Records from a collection
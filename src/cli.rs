use clap::{Parser, Subcommand};

impl Cli {
    /// 解析命令行参数
    pub fn parse() -> Self {
        <Self as Parser>::parse()
    }
}

/// PushRelay - iOS / Android 推送分发服务
#[derive(Parser, Debug, Default)]
#[command(name = "pushrelay")]
#[command(version)]
#[command(about = "APNs / FCM 推送通知分发服务", long_about = None)]
pub struct Cli {
    /// 配置文件路径
    #[arg(long, short = 'c', value_name = "FILE", help = "指定配置文件路径")]
    pub config_file: Option<String>,

    /// 服务器监听地址
    #[arg(long, value_name = "ADDRESS", help = "HTTP 监听地址")]
    pub host: Option<String>,

    /// HTTP 端口
    #[arg(long, short = 'p', value_name = "PORT", help = "HTTP 监听端口")]
    pub port: Option<u16>,

    /// iOS 私钥路径
    #[arg(long, short = 'i', value_name = "FILE", help = "APNs .p8 私钥文件路径")]
    pub ios_key: Option<String>,

    /// Android API Key
    #[arg(long, short = 'k', value_name = "KEY", help = "FCM 服务端 API Key")]
    pub android_api_key: Option<String>,

    /// worker 数量
    #[arg(long, value_name = "NUM", help = "推送 worker 数量")]
    pub worker_num: Option<usize>,

    /// 队列容量
    #[arg(long, value_name = "NUM", help = "推送队列容量")]
    pub queue_capacity: Option<usize>,

    /// 日志级别
    #[arg(
        long,
        value_name = "LEVEL",
        help = "日志级别: trace, debug, info, warn, error"
    )]
    pub log_level: Option<String>,

    /// 日志格式
    #[arg(long, value_name = "FORMAT", help = "日志格式: pretty, json, compact")]
    pub log_format: Option<String>,

    /// 日志文件路径
    #[arg(long, value_name = "PATH", help = "日志输出文件路径（stdout / stderr 为特殊值）")]
    pub log_file: Option<String>,

    /// 启用监控指标
    #[arg(long, help = "启用 Prometheus 监控指标")]
    pub enable_metrics: bool,

    /// 详细输出（可重复使用：-v, -vv, -vvv）
    #[arg(short, action = clap::ArgAction::Count, help = "详细输出级别")]
    pub verbose: u8,

    /// 静默模式
    #[arg(long, short = 'q', help = "静默模式（只输出错误）")]
    pub quiet: bool,

    /// 子命令
    #[command(subcommand)]
    pub command: Option<Commands>,
}

#[derive(Subcommand, Debug)]
pub enum Commands {
    /// 生成默认配置文件
    GenerateConfig {
        /// 输出文件路径
        #[arg(value_name = "PATH", default_value = "config.toml")]
        path: String,
    },
    /// 验证配置文件
    ValidateConfig {
        /// 配置文件路径
        #[arg(value_name = "PATH", default_value = "config.toml")]
        path: String,
    },
    /// 显示最终配置（合并后的配置）
    ShowConfig,
}

impl Cli {
    /// 获取日志级别（考虑 verbose 和 quiet）
    pub fn get_log_level(&self) -> Option<String> {
        if self.quiet {
            return Some("error".to_string());
        }

        if let Some(level) = &self.log_level {
            return Some(level.clone());
        }

        match self.verbose {
            0 => None,
            1 => Some("info".to_string()),
            2 => Some("debug".to_string()),
            _ => Some("trace".to_string()),
        }
    }

    /// 获取日志格式
    pub fn get_log_format(&self) -> Option<String> {
        self.log_format.clone()
    }
}

#[cfg(test)]
mod tests {
    use super::*;

    #[test]
    fn test_short_flags() {
        let cli = <Cli as Parser>::try_parse_from([
            "pushrelay", "-c", "push.toml", "-p", "9000", "-i", "key.p8", "-k", "secret", "-vv",
        ])
        .unwrap();
        assert_eq!(cli.config_file.as_deref(), Some("push.toml"));
        assert_eq!(cli.port, Some(9000));
        assert_eq!(cli.ios_key.as_deref(), Some("key.p8"));
        assert_eq!(cli.android_api_key.as_deref(), Some("secret"));
        assert_eq!(cli.get_log_level().as_deref(), Some("debug"));
    }

    #[test]
    fn test_quiet_wins_over_log_level() {
        let cli =
            <Cli as Parser>::try_parse_from(["pushrelay", "--quiet", "--log-level", "trace"])
                .unwrap();
        assert_eq!(cli.get_log_level().as_deref(), Some("error"));
    }

    #[test]
    fn test_subcommand() {
        let cli = <Cli as Parser>::try_parse_from(["pushrelay", "validate-config", "a.toml"])
            .unwrap();
        match cli.command {
            Some(Commands::ValidateConfig { path }) => assert_eq!(path, "a.toml"),
            other => panic!("unexpected command: {:?}", other),
        }
    }
}
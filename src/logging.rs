use std::path::Path;

use anyhow::{anyhow, Result};
use tracing_appender::non_blocking::{NonBlocking, WorkerGuard};
use tracing_subscriber::{fmt, layer::SubscriberExt, util::SubscriberInitExt, EnvFilter};

/// 初始化日志系统
///
/// `log_file` 为空或为 `stdout` 时输出到标准输出，`stderr` 输出到标准错误，
/// 其余值视为文件路径（追加写入）。返回的 guard 需要在进程生命周期内保持存活。
pub fn init_logging(
    log_level: &str,
    log_format: Option<&str>,
    log_file: Option<&str>,
    quiet: bool,
) -> Result<WorkerGuard> {
    // 如果静默模式，只输出错误
    let level = if quiet { "error" } else { log_level };

    let env_filter = EnvFilter::try_from_default_env().unwrap_or_else(|_| EnvFilter::new(level));

    let (writer, guard) = make_writer(log_file)?;
    let ansi = matches!(log_file, None | Some("stdout") | Some("stderr") | Some(""));

    let registry = tracing_subscriber::registry().with(env_filter);
    let result = match log_format {
        Some("json") => registry
            .with(fmt::layer().json().with_writer(writer))
            .try_init(),
        Some("pretty") | Some("dev") => registry
            .with(fmt::layer().pretty().with_ansi(ansi).with_writer(writer))
            .try_init(),
        _ => registry
            .with(fmt::layer().compact().with_ansi(ansi).with_writer(writer))
            .try_init(),
    };
    result.map_err(|e| anyhow!("日志系统初始化失败: {}", e))?;

    Ok(guard)
}

fn make_writer(log_file: Option<&str>) -> Result<(NonBlocking, WorkerGuard)> {
    match log_file {
        None | Some("") | Some("stdout") => Ok(tracing_appender::non_blocking(std::io::stdout())),
        Some("stderr") => Ok(tracing_appender::non_blocking(std::io::stderr())),
        Some(path) => {
            let path = Path::new(path);
            let file_name = path
                .file_name()
                .ok_or_else(|| anyhow!("无效的日志文件路径: {:?}", path))?;
            let dir = match path.parent() {
                Some(parent) if !parent.as_os_str().is_empty() => parent,
                _ => Path::new("."),
            };
            std::fs::create_dir_all(dir)?;
            let appender = tracing_appender::rolling::never(dir, file_name);
            Ok(tracing_appender::non_blocking(appender))
        }
    }
}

§ **ACTIVITY**:
In these records, tally the lines that contain the string "filename", and give only the result.

§ **OUTPUT OF THE EXERCISE**:
2